## Problem details
Note each line in the data holding the string "prefix" and report it.

::::

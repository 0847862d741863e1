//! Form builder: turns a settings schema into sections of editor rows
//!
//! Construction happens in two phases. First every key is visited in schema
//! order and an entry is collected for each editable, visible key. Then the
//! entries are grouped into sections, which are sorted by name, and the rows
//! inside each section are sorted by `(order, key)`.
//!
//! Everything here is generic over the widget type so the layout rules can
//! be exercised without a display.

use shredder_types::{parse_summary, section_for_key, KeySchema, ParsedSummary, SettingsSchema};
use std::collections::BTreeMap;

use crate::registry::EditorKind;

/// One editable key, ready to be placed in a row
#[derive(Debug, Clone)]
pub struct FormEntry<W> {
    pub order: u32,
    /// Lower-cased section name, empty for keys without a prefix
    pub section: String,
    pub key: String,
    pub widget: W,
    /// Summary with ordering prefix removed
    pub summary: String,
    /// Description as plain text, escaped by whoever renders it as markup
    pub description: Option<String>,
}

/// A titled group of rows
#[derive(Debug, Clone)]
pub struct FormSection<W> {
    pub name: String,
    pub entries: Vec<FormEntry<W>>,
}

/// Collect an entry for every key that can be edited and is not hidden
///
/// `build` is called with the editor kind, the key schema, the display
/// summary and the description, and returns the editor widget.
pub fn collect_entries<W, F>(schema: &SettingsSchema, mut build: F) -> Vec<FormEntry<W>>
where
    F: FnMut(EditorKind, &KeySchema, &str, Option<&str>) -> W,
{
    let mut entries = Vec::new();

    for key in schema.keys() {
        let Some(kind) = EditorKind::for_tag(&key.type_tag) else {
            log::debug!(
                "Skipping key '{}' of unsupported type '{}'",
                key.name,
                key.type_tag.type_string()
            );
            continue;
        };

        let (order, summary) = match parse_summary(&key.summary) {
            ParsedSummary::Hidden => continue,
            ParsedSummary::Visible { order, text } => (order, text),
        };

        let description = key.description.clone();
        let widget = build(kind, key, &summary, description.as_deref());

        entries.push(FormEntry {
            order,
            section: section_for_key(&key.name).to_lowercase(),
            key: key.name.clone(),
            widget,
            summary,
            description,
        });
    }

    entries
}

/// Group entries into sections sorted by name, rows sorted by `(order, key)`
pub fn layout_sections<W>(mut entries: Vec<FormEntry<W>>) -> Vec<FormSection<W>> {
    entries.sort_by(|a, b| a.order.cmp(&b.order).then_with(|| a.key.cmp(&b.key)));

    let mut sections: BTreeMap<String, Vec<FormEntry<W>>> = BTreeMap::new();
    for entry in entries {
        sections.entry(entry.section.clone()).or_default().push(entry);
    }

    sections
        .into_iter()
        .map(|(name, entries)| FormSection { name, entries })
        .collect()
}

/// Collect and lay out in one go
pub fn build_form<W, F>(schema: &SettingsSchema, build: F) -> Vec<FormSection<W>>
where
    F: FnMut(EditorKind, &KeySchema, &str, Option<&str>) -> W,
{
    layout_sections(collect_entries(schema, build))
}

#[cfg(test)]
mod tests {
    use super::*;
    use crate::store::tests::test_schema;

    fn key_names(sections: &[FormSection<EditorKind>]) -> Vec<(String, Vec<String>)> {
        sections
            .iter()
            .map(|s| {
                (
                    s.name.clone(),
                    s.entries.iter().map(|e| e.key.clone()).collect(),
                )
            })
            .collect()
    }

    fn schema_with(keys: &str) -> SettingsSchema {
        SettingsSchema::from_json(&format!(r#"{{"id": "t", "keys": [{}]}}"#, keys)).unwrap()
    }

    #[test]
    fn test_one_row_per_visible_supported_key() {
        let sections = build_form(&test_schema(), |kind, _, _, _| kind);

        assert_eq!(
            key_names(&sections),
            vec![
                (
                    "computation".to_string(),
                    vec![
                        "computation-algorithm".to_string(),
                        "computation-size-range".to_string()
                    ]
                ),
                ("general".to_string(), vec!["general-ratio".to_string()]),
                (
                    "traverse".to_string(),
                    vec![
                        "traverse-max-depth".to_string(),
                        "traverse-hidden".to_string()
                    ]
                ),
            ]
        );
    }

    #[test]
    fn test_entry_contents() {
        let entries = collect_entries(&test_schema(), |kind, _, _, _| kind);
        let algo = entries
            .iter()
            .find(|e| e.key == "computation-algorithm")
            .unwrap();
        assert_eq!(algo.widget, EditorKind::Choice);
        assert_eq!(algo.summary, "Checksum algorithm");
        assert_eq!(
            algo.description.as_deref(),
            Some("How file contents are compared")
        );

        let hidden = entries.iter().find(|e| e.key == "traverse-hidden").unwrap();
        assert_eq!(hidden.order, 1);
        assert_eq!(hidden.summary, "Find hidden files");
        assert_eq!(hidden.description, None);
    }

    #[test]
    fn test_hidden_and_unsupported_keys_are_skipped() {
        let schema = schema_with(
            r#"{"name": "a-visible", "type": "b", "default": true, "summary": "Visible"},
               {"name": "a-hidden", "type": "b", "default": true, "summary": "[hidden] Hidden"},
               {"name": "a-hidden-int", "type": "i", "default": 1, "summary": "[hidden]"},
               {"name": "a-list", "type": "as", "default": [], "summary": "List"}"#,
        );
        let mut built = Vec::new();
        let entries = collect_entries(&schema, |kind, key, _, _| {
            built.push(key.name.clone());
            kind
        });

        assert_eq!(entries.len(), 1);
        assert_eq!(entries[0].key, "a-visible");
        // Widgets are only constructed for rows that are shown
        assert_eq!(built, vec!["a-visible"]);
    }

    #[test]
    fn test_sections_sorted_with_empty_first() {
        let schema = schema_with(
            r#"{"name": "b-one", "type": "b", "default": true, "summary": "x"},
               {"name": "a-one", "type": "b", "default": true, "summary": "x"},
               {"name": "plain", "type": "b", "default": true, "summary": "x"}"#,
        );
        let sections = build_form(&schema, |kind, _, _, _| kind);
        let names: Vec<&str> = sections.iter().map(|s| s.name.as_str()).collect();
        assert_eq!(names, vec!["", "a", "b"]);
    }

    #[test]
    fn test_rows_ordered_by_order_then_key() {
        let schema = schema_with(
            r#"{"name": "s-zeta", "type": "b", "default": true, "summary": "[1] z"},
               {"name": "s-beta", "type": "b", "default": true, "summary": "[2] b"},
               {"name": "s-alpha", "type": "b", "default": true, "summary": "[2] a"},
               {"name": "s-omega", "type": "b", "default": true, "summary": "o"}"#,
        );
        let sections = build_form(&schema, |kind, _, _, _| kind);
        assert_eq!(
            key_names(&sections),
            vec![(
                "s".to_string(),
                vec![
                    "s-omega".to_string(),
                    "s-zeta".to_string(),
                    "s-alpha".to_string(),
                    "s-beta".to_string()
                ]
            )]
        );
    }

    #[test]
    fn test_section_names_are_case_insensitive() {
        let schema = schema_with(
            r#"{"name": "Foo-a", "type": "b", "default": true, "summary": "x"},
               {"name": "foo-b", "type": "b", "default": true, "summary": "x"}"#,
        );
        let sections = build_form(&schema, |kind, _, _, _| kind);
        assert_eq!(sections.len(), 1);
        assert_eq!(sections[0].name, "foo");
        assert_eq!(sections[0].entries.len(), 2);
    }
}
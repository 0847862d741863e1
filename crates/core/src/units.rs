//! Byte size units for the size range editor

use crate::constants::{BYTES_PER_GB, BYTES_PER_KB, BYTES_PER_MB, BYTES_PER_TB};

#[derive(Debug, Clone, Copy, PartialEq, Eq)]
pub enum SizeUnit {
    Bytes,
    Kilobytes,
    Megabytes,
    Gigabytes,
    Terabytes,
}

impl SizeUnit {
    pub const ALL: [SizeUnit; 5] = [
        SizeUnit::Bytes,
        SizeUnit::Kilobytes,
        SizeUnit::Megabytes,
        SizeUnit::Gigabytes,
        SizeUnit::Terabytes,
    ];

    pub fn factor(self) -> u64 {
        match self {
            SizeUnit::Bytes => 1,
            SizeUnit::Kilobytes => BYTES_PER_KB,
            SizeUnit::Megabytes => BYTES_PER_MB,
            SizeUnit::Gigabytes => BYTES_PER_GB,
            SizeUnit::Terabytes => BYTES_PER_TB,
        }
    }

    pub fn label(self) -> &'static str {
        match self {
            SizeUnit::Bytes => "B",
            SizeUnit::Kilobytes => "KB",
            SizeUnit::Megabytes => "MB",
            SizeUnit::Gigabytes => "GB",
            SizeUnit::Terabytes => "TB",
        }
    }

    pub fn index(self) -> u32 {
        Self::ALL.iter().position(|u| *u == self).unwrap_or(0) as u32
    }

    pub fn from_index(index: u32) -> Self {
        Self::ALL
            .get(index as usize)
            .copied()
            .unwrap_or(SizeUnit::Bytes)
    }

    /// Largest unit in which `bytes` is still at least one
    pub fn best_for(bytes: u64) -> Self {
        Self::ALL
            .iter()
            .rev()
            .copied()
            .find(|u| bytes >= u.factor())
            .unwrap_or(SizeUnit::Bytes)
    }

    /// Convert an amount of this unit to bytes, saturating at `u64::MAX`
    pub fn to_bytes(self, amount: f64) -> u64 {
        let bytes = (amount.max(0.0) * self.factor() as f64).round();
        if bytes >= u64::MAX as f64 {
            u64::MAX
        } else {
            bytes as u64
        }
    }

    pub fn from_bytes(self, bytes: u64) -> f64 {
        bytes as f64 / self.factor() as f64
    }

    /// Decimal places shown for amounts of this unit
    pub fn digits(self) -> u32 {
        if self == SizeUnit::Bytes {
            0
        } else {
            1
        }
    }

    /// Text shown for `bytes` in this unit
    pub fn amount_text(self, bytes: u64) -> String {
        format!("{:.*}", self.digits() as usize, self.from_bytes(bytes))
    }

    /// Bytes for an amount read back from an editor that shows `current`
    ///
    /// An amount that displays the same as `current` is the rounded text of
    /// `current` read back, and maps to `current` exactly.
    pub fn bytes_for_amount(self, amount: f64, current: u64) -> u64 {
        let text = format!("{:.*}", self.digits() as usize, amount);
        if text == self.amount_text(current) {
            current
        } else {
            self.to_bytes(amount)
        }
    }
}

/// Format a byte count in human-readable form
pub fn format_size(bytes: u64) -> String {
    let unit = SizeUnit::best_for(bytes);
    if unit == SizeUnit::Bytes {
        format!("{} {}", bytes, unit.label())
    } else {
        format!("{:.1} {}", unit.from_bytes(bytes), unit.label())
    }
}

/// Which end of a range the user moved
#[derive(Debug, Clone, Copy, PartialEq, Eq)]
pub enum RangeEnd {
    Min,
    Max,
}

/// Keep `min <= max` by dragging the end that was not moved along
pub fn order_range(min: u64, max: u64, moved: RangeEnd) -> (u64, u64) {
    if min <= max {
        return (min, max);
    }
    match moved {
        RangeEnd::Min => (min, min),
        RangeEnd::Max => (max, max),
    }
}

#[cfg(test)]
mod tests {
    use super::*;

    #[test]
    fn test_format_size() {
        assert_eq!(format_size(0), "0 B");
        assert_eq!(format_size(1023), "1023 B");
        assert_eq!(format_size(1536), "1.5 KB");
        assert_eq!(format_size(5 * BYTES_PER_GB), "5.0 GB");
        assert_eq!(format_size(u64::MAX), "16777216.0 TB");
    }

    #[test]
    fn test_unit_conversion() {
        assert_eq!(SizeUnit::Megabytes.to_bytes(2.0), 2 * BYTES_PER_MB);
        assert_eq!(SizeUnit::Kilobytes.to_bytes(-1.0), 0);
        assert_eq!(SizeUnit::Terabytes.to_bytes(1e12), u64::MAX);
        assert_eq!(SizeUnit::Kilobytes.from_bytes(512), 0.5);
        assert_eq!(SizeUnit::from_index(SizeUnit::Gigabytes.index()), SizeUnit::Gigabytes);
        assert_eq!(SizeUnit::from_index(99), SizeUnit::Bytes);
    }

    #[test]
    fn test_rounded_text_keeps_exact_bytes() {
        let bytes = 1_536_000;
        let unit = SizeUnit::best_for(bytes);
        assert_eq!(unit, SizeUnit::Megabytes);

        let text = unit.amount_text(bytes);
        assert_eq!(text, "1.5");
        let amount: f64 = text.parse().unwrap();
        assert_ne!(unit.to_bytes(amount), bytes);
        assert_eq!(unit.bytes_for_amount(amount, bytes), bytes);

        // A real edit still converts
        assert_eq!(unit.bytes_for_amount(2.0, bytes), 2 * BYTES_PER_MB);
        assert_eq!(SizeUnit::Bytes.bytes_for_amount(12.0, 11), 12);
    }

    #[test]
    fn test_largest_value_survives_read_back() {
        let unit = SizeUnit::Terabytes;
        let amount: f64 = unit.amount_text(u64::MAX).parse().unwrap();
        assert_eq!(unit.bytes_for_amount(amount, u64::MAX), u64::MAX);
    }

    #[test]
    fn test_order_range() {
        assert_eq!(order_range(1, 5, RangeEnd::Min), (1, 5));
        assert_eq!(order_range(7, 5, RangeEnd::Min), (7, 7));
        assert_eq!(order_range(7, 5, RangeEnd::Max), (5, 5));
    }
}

::::

## Solution for this exercise
    /// Lower-cased section name, empty for keys without a prefix
    /// Summary with ordering prefix removed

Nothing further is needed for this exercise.